As much as any big brand, Domino’s Pizza leans heavily on data to improve customer service. But the data science team at the world’s No. 1 pizza maker employs a secret ingredient to augment its decision-making: a machine learning (ML) hosting platform that helps it deliver models to production more quickly.
The team uses the platform to run, refine, and validate multiple ML and artificial intelligence models while reducing its reliance on IT for compute resources, which had historically been a critical friction point, according to Zack Fragoso, Domino’s manager of data science and AI.
“People like pizza and we process a lot of orders,” says Fragoso. “The missing piece to the puzzle was a way to get models into production.”
Harnessing analytics for business insights is a hard enough discipline, but data science practitioners must also contend with delays procuring everything from servers to software development environments from IT. Such delays pose problems for data science teams building potentially time-sensitive data models to augment their decision-making and achieve the desired business outcome, Fragoso says.
Domino’s journey to MLOps
Domino’s, which totals $14 billion in sales a year, has mitigated this challenge in part by relying on five-year-old startup Datatron, which competes with DataRobot, Google, and others in building platforms that help companies operationalize ML models, also known as MLOps.
Datatron is a fairly new addition to Domino’s data science recipe.
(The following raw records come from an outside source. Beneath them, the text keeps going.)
//! Telemetry records and feed parsing.
//!
//! The wearable publishes one entry per polling cycle to a ThingSpeak
//! channel. Entries carry their readings as string fields:
//!
//! | field    | reading            |
//! |----------|--------------------|
//! | `field1` | pulse (BPM)        |
//! | `field2` | blood oxygen (%)   |
//! | `field3` | body temperature   |
//! | `field4` | x acceleration     |
//! | `field5` | y acceleration     |
//! | `field6` | z acceleration     |
//!
//! Absent or `null` fields read as `0`.

use std::path::{Path, PathBuf};

use chrono::{DateTime, Utc};
use serde::{Deserialize, Serialize};
use serde_json::Value;
use tracing::debug;

use crate::error::TelemetryError;
use crate::types::{AccelSample, LiveVitalReading, VitalChannel};

/// One polling cycle's readings.
#[derive(Debug, Clone, PartialEq, Serialize, Deserialize)]
pub struct TelemetryRecord {
    /// Feed entry id, when known.
    pub entry_id: Option<u64>,
    /// Publication time, when known.
    pub created_at: Option<DateTime<Utc>>,
    /// Pulse in BPM.
    pub pulse: f64,
    /// Blood oxygen saturation.
    pub oxygen: f64,
    /// Body temperature.
    pub temperature: f64,
    /// Tri-axial acceleration.
    pub accel: AccelSample,
}

impl TelemetryRecord {
    /// A record without feed metadata.
    #[must_use]
    pub fn new(pulse: f64, oxygen: f64, temperature: f64, accel: AccelSample) -> Self {
        Self {
            entry_id: None,
            created_at: None,
            pulse,
            oxygen,
            temperature,
            accel,
        }
    }

    /// Scalar readings of this record.
    #[must_use]
    pub fn vitals(&self) -> [LiveVitalReading; 3] {
        [
            LiveVitalReading {
                channel: VitalChannel::Pulse,
                value: self.pulse,
            },
            LiveVitalReading {
                channel: VitalChannel::Oxygen,
                value: self.oxygen,
            },
            LiveVitalReading {
                channel: VitalChannel::Temperature,
                value: self.temperature,
            },
        ]
    }
}

/// Source of recent telemetry records.
pub trait TelemetrySource {
    /// Up to `n` most recent records, oldest first.
    ///
    /// # Errors
    ///
    /// Returns [`TelemetryError`] if the records cannot be retrieved.
    fn latest_readings(&self, n: usize) -> Result<Vec<TelemetryRecord>, TelemetryError>;
}

/// Last `n` items of a slice, as an owned vector.
fn tail<T: Clone>(items: &[T], n: usize) -> Vec<T> {
    items[items.len().saturating_sub(n)..].to_vec()
}

// ---------------------------------------------------------------------------
// ThingSpeak feed
// ---------------------------------------------------------------------------

#[derive(Debug, Deserialize)]
struct RawFeed {
    #[serde(default)]
    feeds: Vec<RawEntry>,
}

#[derive(Debug, Deserialize)]
struct RawEntry {
    #[serde(default)]
    entry_id: Option<u64>,
    #[serde(default)]
    created_at: Option<DateTime<Utc>>,
    #[serde(default)]
    field1: Value,
    #[serde(default)]
    field2: Value,
    #[serde(default)]
    field3: Value,
    #[serde(default)]
    field4: Value,
    #[serde(default)]
    field5: Value,
    #[serde(default)]
    field6: Value,
}

fn numeric(value: &Value, entry: usize, field: &'static str) -> Result<f64, TelemetryError> {
    let invalid = || TelemetryError::InvalidField {
        entry,
        field,
        value: value.to_string(),
    };
    match value {
        Value::Null => Ok(0.0),
        Value::Number(n) => n.as_f64().ok_or_else(invalid),
        Value::String(s) => s.trim().parse().map_err(|_| TelemetryError::InvalidField {
            entry,
            field,
            value: s.clone(),
        }),
        _ => Err(invalid()),
    }
}

impl RawEntry {
    fn into_record(self, entry: usize) -> Result<TelemetryRecord, TelemetryError> {
        Ok(TelemetryRecord {
            entry_id: self.entry_id,
            created_at: self.created_at,
            pulse: numeric(&self.field1, entry, "field1")?,
            oxygen: numeric(&self.field2, entry, "field2")?,
            temperature: numeric(&self.field3, entry, "field3")?,
            accel: AccelSample::new(
                numeric(&self.field4, entry, "field4")?,
                numeric(&self.field5, entry, "field5")?,
                numeric(&self.field6, entry, "field6")?,
            ),
        })
    }
}

/// A parsed ThingSpeak channel feed.
#[derive(Debug, Clone, Default, PartialEq)]
pub struct ThingSpeakFeed {
    records: Vec<TelemetryRecord>,
}

impl ThingSpeakFeed {
    /// Parse a feed response body.
    ///
    /// # Errors
    ///
    /// Returns [`TelemetryError::Json`] for malformed JSON and
    /// [`TelemetryError::InvalidField`] for non-numeric readings.
    pub fn parse(body: &str) -> Result<Self, TelemetryError> {
        let raw: RawFeed = serde_json::from_str(body)?;
        let records = raw
            .feeds
            .into_iter()
            .enumerate()
            .map(|(i, e)| e.into_record(i))
            .collect::<Result<Vec<_>, _>>()?;
        debug!(entries = records.len(), "Parsed telemetry feed");
        Ok(Self { records })
    }

    /// Wrap records that were obtained elsewhere.
    #[must_use]
    pub fn from_records(records: Vec<TelemetryRecord>) -> Self {
        Self { records }
    }

    /// All records, oldest first.
    #[must_use]
    pub fn records(&self) -> &[TelemetryRecord] {
        &self.records
    }
}

impl TelemetrySource for ThingSpeakFeed {
    fn latest_readings(&self, n: usize) -> Result<Vec<TelemetryRecord>, TelemetryError> {
        Ok(tail(&self.records, n))
    }
}

/// A feed saved to disk as ThingSpeak JSON, re-read on every request.
#[derive(Debug, Clone)]
pub struct FileFeed {
    path: PathBuf,
}

impl FileFeed {
    /// Read from `path`.
    #[must_use]
    pub fn new(path: impl Into<PathBuf>) -> Self {
        Self { path: path.into() }
    }

    /// Path being read.
    #[must_use]
    pub fn path(&self) -> &Path {
        &self.path
    }
}

impl TelemetrySource for FileFeed {
    fn latest_readings(&self, n: usize) -> Result<Vec<TelemetryRecord>, TelemetryError> {
        let body = std::fs::read_to_string(&self.path).map_err(|source| TelemetryError::Io {
            path: self.path.clone(),
            source,
        })?;
        ThingSpeakFeed::parse(&body)?.latest_readings(n)
    }
}

#[cfg(test)]
mod tests {
    use super::*;

    const BODY: &str = r#"{
        "channel": {"id": 2849370, "name": "gait"},
        "feeds": [
            {"created_at": "2025-02-01T10:00:00Z", "entry_id": 1,
             "field1": "72", "field2": "97", "field3": "97.5",
             "field4": "0.10", "field5": "0.05", "field6": "9.75"},
            {"created_at": "2025-02-01T10:00:15Z", "entry_id": 2,
             "field1": "130", "field2": null, "field3": "98",
             "field4": "5", "field5": "5", "field6": "5.4"}
        ]
    }"#;

    #[test]
    fn parses_fields_in_order() {
        let feed = ThingSpeakFeed::parse(BODY).unwrap();
        let records = feed.records();
        assert_eq!(records.len(), 2);
        assert_eq!(records[0].entry_id, Some(1));
        assert!((records[0].pulse - 72.0).abs() < f64::EPSILON);
        assert!((records[0].temperature - 97.5).abs() < f64::EPSILON);
        assert_eq!(records[0].accel, AccelSample::new(0.10, 0.05, 9.75));
        assert!(records[0].created_at.is_some());
    }

    #[test]
    fn null_and_missing_fields_read_as_zero() {
        let feed = ThingSpeakFeed::parse(BODY).unwrap();
        assert_eq!(feed.records()[1].oxygen, 0.0);

        let feed = ThingSpeakFeed::parse(r#"{"feeds": [{"field1": "60"}]}"#).unwrap();
        let r = &feed.records()[0];
        assert_eq!(r.accel, AccelSample::default());
        assert!(r.created_at.is_none());
    }

    #[test]
    fn non_numeric_field_is_an_error() {
        let err = ThingSpeakFeed::parse(r#"{"feeds": [{"field4": "fast"}]}"#).unwrap_err();
        assert!(matches!(
            err,
            TelemetryError::InvalidField { entry: 0, field: "field4", .. }
        ));
    }

    #[test]
    fn missing_feeds_key_is_empty() {
        let feed = ThingSpeakFeed::parse("{}").unwrap();
        assert!(feed.records().is_empty());
        assert!(feed.latest_readings(10).unwrap().is_empty());
    }

    #[test]
    fn latest_readings_keeps_most_recent_in_order() {
        let records = (0..5)
            .map(|i| TelemetryRecord::new(60.0 + i as f64, 97.0, 98.0, AccelSample::default()))
            .collect();
        let feed = ThingSpeakFeed::from_records(records);
        let last = feed.latest_readings(2).unwrap();
        assert_eq!(last.len(), 2);
        assert_eq!(last[0].pulse, 63.0);
        assert_eq!(last[1].pulse, 64.0);
        assert_eq!(feed.latest_readings(50).unwrap().len(), 5);
    }

    #[test]
    fn file_feed_reads_from_disk() {
        let dir = tempfile::tempdir().unwrap();
        let path = dir.path().join("feed.json");
        std::fs::write(&path, BODY).unwrap();
        let records = FileFeed::new(&path).latest_readings(10).unwrap();
        assert_eq!(records.len(), 2);

        let missing = FileFeed::new(dir.path().join("absent.json"));
        assert!(matches!(
            missing.latest_readings(10),
            Err(TelemetryError::Io { .. })
        ));
    }

    #[test]
    fn record_exposes_vitals() {
        let r = TelemetryRecord::new(72.0, 96.0, 98.0, AccelSample::default());
        let vitals = r.vitals();
        assert_eq!(vitals[1].channel, VitalChannel::Oxygen);
        assert_eq!(vitals[1].value, 96.0);
    }
}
When Fragoso joined the data science team as employee No. 7 in 2018, Domino’s executed models for its ecommerce system the traditional way. The team would wait for daily data extracts from Domino’s stores to retrain a data model and then file a ticket with IT for the resources to run the refreshed models with the most up-to-date data. But even that relatively short 24- to 48-hour lag from model to production impeded data accuracy.
“We were handcuffed,” Fragoso recalls. “There were a lot more touchpoints and time doing updates that didn’t need to be there.”
Today, the data science team boasts 63 members, who deploy, run, and recalibrate ML models with Datatron and Kubernetes container orchestration software running in Domino’s private cloud. The software’s visualization capabilities help the team understand how predictions for customer experience and store operations change over time and enables them to refresh those models based on new data, Fragoso says.
For instance, Datatron enables the team to run A/B tests in which it routes a small amount of traffic to the “B” challenger website to validate the new models — all without impacting the ecommerce team or store operations stakeholders. “We’re continuously improving, developing, and updating models as new data comes in,” Fragoso says.
Ultimately, the data science team’s work with Datatron has helped to improve labor scheduling by forecasting staffing requirements for each store, to optimize vehicle routing for delivery drivers, and to sniff out locations to build new stores, among other targets. It has also helped Domino’s track the data models for drift, a common occurrence in store operations, which tends to be dynamic. “If any piece changes, the models need to be updated to reflect the new reality,” Fragoso says.
The implementation of most new complex technologies can be fraught with tension, requiring a massaging of egos that is typical of change management. And so it was with Datatron at Domino’s, where IT was traditionally heavily involved in the data science team’s production efforts. But solid results helped the data science team cut through the “healthy apprehension,” Fragoso says.
“It’s a win-win for data science and IT,” Fragoso says. “The data science team is much more engaged, while IT is not forced to dedicate resources to field requests from data science.”
The ML operations struggle is real
Domino’s data science team has plenty of company in the struggle to build data models and execute them in the real world. Fifty percent of IT leaders will struggle to move their predictive projects from proof of concept to production by 2023 thanks to technology hurdles, poor data quality, and other snafus, according to Gartner research published in 2020. Interdepartmental politics also muddies matters, requiring strong collaboration between data scientists, source system experts, system architects, application developers, and other specialists.
While many data scientists hail from a variety of backgrounds, including statistics, physics, and other disciplines, most don’t have computer science or programming experience, let alone the capability to work with software infrastructure and processes that would enable them to scale their models, says Datatron CEO Harish Doddi.
Conversely, most infrastructure engineers lack experience building data models, which is why collaboration and negotiation is required between the data science and IT, says Doddi, who saw such knowledge gaps while working in software engineering roles at Lyft, Snap, and Twitter before founding Datatron.
In the typical AI model lifecycle, data scientists develop models and hand them off to infrastructure engineers, who launch them into production. Datatron’s software automates much of the technology blocking and tackling that data science teams perform to run their SAS, R, ML and regression models. It also helps monitor the models in production, governing against “model drift,” in which the predictive properties ebb as data changes.
“The AI models are only productive if they make it into production,” says Doddi.
MLOps can help data scientists construct that bridge.